> [Problem to work on] From the line with "value.equals(&self.default)" to the line with "pub fn page_size(default: u32)", retype every line exactly, including those two, and leave out the rest of the data below.

> [Available data]
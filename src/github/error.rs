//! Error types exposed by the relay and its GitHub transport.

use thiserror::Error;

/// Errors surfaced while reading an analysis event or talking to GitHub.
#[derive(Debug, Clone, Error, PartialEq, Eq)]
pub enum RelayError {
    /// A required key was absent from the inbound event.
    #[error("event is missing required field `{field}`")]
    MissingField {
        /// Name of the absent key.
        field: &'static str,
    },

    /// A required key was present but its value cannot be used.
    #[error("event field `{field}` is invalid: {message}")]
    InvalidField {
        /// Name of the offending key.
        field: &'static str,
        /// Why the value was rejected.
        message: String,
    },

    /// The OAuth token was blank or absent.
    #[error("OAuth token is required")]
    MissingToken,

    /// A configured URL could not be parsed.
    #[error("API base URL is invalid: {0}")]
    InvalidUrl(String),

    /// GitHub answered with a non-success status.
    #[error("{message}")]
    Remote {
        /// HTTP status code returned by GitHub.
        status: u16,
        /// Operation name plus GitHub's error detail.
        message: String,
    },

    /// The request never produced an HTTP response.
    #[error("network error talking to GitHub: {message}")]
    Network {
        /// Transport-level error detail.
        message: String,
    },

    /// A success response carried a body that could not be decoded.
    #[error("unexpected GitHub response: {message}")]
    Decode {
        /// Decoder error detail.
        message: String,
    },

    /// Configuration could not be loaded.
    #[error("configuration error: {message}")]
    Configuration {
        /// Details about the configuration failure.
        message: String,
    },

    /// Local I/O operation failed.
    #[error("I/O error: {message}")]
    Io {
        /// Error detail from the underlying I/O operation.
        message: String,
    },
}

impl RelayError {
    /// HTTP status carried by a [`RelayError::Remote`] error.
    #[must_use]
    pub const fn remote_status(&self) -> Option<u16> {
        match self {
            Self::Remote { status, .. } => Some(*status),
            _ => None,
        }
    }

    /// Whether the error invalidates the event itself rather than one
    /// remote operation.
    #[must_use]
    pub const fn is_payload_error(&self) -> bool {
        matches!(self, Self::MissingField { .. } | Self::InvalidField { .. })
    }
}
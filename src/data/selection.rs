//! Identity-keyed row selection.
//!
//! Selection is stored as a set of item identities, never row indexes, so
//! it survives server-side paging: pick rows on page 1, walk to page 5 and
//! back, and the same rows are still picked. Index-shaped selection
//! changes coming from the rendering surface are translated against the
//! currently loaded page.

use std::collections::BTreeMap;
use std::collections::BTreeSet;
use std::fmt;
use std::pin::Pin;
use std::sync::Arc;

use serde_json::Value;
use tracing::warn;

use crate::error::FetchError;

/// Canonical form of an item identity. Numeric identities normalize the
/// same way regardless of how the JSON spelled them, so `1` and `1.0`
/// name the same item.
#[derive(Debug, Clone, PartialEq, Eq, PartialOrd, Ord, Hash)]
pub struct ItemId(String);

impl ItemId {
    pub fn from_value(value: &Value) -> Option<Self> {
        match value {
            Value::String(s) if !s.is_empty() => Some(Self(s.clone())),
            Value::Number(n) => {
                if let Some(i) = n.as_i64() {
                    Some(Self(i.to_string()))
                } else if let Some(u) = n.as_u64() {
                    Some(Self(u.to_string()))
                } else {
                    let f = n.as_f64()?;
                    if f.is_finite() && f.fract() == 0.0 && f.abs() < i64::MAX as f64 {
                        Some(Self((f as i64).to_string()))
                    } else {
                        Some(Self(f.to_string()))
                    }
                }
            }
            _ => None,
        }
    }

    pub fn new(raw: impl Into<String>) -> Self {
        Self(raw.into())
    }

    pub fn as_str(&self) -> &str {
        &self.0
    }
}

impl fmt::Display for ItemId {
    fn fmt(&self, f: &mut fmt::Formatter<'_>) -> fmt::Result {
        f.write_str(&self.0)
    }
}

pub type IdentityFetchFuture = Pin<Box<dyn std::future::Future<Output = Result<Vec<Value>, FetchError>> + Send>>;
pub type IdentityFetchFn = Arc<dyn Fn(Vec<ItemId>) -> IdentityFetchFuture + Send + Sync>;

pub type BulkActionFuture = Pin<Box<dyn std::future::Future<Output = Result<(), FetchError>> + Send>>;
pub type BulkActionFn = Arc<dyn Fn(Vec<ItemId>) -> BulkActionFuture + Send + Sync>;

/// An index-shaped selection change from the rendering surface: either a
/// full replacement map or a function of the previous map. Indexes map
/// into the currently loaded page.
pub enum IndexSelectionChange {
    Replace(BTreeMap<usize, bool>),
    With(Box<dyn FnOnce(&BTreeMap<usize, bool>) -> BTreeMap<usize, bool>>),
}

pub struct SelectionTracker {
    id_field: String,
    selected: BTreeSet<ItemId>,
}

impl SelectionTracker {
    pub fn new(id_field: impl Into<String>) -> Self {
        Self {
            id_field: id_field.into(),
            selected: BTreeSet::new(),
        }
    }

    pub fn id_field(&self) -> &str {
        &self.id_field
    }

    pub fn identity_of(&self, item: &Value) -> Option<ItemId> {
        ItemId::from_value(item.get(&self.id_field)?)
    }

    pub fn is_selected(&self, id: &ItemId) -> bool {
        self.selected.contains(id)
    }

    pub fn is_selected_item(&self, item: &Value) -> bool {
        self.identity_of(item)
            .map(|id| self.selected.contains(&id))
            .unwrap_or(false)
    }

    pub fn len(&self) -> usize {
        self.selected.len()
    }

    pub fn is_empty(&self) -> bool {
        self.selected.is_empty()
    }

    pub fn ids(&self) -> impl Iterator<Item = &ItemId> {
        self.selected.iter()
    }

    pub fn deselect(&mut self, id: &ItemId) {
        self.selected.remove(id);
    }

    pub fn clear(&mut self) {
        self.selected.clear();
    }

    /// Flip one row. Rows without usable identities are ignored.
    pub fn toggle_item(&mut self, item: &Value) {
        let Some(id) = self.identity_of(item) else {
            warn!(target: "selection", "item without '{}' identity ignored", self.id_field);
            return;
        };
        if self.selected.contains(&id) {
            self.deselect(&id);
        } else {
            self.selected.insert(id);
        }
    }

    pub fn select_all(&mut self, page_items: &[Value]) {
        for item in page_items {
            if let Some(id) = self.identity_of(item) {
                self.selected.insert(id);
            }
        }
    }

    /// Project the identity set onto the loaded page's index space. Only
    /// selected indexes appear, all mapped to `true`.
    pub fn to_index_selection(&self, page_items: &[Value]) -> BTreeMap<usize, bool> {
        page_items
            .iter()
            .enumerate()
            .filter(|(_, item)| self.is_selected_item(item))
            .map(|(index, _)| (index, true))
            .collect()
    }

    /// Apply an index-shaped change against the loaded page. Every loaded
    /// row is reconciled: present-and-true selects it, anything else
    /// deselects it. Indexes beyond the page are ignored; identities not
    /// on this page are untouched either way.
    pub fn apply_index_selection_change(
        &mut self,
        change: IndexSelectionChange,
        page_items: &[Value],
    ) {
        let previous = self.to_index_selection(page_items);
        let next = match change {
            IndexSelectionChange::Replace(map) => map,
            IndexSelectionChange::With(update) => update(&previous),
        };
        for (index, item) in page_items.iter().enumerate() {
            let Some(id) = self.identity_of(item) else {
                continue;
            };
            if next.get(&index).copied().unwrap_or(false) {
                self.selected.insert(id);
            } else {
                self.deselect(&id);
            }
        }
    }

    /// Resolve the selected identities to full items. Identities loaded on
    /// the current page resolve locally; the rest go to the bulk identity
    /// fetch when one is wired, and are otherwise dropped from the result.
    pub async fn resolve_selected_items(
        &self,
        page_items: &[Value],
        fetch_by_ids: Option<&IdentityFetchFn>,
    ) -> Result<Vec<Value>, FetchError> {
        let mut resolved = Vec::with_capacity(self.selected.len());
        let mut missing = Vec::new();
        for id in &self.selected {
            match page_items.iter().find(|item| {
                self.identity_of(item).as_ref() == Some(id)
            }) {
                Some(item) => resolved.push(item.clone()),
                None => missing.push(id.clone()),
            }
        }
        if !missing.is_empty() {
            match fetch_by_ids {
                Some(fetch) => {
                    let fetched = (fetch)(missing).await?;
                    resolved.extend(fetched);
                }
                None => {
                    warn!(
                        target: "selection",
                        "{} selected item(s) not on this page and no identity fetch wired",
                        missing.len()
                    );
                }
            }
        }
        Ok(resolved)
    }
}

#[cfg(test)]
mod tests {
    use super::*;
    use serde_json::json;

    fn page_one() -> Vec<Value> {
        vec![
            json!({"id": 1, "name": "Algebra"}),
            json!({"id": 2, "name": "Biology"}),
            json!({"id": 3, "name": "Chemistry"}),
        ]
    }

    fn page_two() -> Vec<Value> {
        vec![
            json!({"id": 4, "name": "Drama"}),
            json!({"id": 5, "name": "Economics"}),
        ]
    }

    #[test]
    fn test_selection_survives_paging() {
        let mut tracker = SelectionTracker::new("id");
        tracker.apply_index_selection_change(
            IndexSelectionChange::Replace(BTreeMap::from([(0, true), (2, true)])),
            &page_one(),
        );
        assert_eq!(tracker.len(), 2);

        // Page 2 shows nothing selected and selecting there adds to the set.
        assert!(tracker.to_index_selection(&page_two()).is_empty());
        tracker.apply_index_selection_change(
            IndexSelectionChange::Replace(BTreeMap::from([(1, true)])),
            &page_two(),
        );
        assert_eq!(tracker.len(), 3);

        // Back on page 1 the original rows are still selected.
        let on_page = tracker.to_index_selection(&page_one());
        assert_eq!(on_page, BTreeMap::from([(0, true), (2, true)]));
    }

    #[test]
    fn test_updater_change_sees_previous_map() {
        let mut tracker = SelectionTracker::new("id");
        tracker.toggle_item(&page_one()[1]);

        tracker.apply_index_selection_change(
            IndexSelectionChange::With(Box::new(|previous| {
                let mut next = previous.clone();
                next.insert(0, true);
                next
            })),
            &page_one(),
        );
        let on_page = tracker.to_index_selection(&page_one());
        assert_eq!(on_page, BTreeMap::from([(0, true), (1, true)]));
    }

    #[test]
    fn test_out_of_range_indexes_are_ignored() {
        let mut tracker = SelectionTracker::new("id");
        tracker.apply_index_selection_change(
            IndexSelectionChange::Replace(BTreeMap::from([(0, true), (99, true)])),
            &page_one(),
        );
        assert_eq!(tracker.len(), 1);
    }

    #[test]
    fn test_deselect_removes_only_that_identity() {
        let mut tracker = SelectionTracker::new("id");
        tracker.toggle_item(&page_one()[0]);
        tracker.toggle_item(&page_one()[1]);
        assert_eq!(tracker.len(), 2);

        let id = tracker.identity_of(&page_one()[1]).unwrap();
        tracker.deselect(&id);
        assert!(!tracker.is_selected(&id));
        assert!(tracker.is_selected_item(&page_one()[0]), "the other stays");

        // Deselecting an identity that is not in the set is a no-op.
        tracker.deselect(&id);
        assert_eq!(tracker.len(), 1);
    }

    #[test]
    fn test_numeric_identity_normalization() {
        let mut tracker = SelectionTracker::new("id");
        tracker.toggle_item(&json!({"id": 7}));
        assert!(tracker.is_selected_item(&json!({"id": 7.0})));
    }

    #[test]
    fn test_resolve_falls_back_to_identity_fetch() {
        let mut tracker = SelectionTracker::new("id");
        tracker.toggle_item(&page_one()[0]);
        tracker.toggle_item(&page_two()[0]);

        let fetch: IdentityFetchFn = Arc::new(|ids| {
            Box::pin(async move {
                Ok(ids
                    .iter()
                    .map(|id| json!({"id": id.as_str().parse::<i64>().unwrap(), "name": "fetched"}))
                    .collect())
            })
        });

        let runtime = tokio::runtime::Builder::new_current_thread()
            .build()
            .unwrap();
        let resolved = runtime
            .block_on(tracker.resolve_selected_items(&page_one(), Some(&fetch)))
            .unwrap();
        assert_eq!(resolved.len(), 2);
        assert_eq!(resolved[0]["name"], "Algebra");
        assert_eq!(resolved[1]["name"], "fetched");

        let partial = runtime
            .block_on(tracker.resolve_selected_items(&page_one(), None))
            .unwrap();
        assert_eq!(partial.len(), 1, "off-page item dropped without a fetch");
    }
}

* * *

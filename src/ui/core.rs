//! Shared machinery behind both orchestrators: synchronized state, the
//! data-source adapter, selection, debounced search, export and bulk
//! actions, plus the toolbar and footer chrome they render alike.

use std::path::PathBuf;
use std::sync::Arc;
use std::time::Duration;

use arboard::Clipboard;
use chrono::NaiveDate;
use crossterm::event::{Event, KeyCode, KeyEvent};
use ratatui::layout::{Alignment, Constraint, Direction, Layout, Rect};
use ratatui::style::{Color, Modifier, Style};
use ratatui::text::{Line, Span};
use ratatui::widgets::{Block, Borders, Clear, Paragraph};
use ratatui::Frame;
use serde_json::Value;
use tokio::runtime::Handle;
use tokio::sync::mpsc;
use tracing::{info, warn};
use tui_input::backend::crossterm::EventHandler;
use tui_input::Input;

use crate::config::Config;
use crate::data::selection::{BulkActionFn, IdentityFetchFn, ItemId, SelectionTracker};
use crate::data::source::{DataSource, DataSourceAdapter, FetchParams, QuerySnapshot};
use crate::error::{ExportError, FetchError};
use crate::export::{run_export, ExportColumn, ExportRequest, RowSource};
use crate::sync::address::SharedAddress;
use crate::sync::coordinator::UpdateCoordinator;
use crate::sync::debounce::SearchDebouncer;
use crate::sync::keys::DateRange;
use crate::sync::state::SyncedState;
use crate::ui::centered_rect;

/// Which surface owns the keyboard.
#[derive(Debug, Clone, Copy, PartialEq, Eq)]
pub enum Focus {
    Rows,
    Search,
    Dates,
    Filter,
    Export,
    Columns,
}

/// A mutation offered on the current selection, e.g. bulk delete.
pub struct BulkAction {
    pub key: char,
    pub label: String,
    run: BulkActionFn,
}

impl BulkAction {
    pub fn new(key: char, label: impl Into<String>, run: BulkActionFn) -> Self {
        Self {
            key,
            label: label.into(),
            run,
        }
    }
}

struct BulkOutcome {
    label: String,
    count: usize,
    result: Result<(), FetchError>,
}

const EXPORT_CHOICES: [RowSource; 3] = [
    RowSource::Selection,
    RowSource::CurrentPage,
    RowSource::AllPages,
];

--

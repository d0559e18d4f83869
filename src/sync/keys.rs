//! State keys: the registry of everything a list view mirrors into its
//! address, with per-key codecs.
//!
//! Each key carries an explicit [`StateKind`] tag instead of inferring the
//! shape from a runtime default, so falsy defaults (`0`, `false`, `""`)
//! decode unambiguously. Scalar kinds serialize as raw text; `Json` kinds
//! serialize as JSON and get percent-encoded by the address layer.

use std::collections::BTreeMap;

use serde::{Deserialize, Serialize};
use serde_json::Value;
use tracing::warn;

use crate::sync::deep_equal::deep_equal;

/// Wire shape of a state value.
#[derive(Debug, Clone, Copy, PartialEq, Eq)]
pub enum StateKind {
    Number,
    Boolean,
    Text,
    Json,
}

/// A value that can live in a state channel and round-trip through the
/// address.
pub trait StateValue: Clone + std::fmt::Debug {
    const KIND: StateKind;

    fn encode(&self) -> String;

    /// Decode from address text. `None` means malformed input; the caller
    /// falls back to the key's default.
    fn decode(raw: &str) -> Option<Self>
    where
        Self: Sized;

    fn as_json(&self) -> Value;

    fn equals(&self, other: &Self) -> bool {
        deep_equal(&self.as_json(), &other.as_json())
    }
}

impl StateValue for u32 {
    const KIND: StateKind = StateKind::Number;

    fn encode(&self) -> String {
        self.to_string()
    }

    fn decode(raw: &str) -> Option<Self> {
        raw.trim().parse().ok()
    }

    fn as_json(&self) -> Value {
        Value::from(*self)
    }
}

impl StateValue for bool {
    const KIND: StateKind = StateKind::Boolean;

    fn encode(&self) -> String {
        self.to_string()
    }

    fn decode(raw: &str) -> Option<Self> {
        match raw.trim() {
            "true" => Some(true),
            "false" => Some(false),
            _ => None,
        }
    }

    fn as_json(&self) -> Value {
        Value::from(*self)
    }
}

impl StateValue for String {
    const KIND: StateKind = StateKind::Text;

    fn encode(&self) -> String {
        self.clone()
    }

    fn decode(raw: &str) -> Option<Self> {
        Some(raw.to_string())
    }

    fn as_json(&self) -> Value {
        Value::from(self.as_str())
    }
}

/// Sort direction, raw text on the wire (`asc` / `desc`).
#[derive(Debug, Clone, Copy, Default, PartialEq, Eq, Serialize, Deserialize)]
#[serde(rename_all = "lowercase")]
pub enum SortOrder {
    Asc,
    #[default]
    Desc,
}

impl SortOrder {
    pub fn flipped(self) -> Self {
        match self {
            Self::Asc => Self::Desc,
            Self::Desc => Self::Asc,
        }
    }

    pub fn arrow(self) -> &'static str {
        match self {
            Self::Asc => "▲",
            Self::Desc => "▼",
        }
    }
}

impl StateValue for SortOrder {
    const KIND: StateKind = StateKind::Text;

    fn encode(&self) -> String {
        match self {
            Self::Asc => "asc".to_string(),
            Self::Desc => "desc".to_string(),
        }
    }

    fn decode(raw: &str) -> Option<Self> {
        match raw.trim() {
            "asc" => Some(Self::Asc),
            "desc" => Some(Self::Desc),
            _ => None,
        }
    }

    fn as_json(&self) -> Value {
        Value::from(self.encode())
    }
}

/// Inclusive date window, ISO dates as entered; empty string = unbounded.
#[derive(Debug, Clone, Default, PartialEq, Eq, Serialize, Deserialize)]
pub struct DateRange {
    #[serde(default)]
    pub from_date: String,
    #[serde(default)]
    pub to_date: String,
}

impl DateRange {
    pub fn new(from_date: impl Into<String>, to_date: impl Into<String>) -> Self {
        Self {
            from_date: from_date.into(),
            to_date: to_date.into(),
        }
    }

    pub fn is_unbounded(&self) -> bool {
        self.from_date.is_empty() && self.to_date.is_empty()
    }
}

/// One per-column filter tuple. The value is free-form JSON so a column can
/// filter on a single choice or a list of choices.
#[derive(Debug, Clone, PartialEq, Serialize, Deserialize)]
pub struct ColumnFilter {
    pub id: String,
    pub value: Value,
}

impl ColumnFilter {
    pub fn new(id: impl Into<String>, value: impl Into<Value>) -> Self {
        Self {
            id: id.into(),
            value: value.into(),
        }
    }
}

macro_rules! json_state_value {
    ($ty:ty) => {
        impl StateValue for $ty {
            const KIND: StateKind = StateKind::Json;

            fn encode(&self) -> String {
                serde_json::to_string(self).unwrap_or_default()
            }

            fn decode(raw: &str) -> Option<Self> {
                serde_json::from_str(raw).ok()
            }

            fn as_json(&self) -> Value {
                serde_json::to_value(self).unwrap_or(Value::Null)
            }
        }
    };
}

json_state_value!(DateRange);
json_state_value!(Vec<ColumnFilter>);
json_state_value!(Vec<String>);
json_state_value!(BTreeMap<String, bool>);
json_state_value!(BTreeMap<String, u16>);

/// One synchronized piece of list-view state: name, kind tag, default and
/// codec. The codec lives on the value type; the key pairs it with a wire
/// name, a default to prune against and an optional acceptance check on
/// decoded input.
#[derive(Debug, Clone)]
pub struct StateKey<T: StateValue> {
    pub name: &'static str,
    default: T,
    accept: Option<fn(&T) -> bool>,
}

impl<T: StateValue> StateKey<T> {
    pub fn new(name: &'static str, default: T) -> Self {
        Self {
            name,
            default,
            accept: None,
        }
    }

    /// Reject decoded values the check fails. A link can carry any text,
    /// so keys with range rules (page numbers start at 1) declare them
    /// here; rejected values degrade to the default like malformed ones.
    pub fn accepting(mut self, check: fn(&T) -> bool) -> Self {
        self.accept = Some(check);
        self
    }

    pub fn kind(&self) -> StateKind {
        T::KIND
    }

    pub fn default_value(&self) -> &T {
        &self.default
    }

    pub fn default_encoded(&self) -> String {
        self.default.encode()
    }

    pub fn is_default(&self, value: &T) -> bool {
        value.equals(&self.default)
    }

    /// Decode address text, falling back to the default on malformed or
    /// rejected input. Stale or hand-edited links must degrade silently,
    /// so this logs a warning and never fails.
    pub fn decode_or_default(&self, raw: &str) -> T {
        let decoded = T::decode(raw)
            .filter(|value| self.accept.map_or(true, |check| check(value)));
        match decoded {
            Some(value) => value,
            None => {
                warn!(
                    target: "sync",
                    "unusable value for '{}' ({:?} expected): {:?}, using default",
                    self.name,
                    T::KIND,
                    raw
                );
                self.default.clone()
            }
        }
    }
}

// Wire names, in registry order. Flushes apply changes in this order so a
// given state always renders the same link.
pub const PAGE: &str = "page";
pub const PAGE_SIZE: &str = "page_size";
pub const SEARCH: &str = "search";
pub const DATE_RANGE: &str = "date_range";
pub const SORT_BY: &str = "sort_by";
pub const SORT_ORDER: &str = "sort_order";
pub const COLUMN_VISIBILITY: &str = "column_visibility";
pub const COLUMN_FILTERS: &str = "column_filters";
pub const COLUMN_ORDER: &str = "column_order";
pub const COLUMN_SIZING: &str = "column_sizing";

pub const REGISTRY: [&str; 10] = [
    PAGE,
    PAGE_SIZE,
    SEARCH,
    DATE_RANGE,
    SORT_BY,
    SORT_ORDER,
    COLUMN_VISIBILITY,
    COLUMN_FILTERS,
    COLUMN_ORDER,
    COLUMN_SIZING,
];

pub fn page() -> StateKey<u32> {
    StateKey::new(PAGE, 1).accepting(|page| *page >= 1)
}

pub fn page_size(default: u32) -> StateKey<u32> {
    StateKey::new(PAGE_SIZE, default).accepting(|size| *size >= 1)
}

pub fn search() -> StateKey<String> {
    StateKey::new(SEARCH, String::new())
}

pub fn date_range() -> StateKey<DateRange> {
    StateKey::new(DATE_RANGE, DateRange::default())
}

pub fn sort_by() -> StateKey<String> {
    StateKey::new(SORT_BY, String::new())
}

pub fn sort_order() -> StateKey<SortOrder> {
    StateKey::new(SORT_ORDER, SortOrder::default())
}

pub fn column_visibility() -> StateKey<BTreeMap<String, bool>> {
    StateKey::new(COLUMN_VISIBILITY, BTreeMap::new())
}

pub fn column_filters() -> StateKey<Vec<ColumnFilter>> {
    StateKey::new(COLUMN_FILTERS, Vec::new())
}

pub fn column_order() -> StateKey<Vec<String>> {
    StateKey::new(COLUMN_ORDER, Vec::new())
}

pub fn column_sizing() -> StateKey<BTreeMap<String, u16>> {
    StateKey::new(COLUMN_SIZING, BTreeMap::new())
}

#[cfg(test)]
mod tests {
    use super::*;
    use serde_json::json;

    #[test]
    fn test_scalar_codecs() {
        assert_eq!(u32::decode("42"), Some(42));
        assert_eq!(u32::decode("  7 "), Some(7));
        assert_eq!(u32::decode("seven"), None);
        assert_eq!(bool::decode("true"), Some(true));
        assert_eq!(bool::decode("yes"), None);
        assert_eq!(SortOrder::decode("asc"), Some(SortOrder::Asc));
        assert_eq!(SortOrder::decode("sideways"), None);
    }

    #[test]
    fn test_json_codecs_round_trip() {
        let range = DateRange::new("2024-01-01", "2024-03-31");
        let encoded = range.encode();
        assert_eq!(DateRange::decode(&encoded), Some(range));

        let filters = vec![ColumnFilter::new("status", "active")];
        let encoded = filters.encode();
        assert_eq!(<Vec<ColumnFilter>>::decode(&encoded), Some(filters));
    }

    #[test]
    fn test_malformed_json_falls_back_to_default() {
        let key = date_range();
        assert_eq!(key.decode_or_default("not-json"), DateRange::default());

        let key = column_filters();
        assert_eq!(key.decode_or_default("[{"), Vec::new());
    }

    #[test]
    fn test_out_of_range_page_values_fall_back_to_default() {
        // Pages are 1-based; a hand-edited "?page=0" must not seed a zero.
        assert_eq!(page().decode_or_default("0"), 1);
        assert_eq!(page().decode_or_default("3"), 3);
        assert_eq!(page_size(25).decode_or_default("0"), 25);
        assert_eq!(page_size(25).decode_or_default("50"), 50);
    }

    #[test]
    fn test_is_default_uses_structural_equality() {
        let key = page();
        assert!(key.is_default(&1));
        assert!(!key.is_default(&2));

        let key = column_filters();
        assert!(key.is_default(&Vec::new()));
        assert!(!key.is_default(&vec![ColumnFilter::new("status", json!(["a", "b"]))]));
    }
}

> [Solution to this task]
        value.equals(&self.default)
    }

    /// Decode address text, falling back to the default on malformed or
    /// rejected input. Stale or hand-edited links must degrade silently,
    /// so this logs a warning and never fails.
    pub fn decode_or_default(&self, raw: &str) -> T {
        let decoded = T::decode(raw)
            .filter(|value| self.accept.map_or(true, |check| check(value)));
        match decoded {
            Some(value) => value,
            None => {
                warn!(
                    target: "sync",
                    "unusable value for '{}' ({:?} expected): {:?}, using default",
                    self.name,
                    T::KIND,
                    raw
                );
                self.default.clone()
            }
        }
    }
}

// Wire names, in registry order. Flushes apply changes in this order so a
// given state always renders the same link.
pub const PAGE: &str = "page";
pub const PAGE_SIZE: &str = "page_size";
pub const SEARCH: &str = "search";
pub const DATE_RANGE: &str = "date_range";
pub const SORT_BY: &str = "sort_by";
pub const SORT_ORDER: &str = "sort_order";
pub const COLUMN_VISIBILITY: &str = "column_visibility";
pub const COLUMN_FILTERS: &str = "column_filters";
pub const COLUMN_ORDER: &str = "column_order";
pub const COLUMN_SIZING: &str = "column_sizing";

pub const REGISTRY: [&str; 10] = [
    PAGE,
    PAGE_SIZE,
    SEARCH,
    DATE_RANGE,
    SORT_BY,
    SORT_ORDER,
    COLUMN_VISIBILITY,
    COLUMN_FILTERS,
    COLUMN_ORDER,
    COLUMN_SIZING,
];

pub fn page() -> StateKey<u32> {
    StateKey::new(PAGE, 1).accepting(|page| *page >= 1)
}

pub fn page_size(default: u32) -> StateKey<u32> {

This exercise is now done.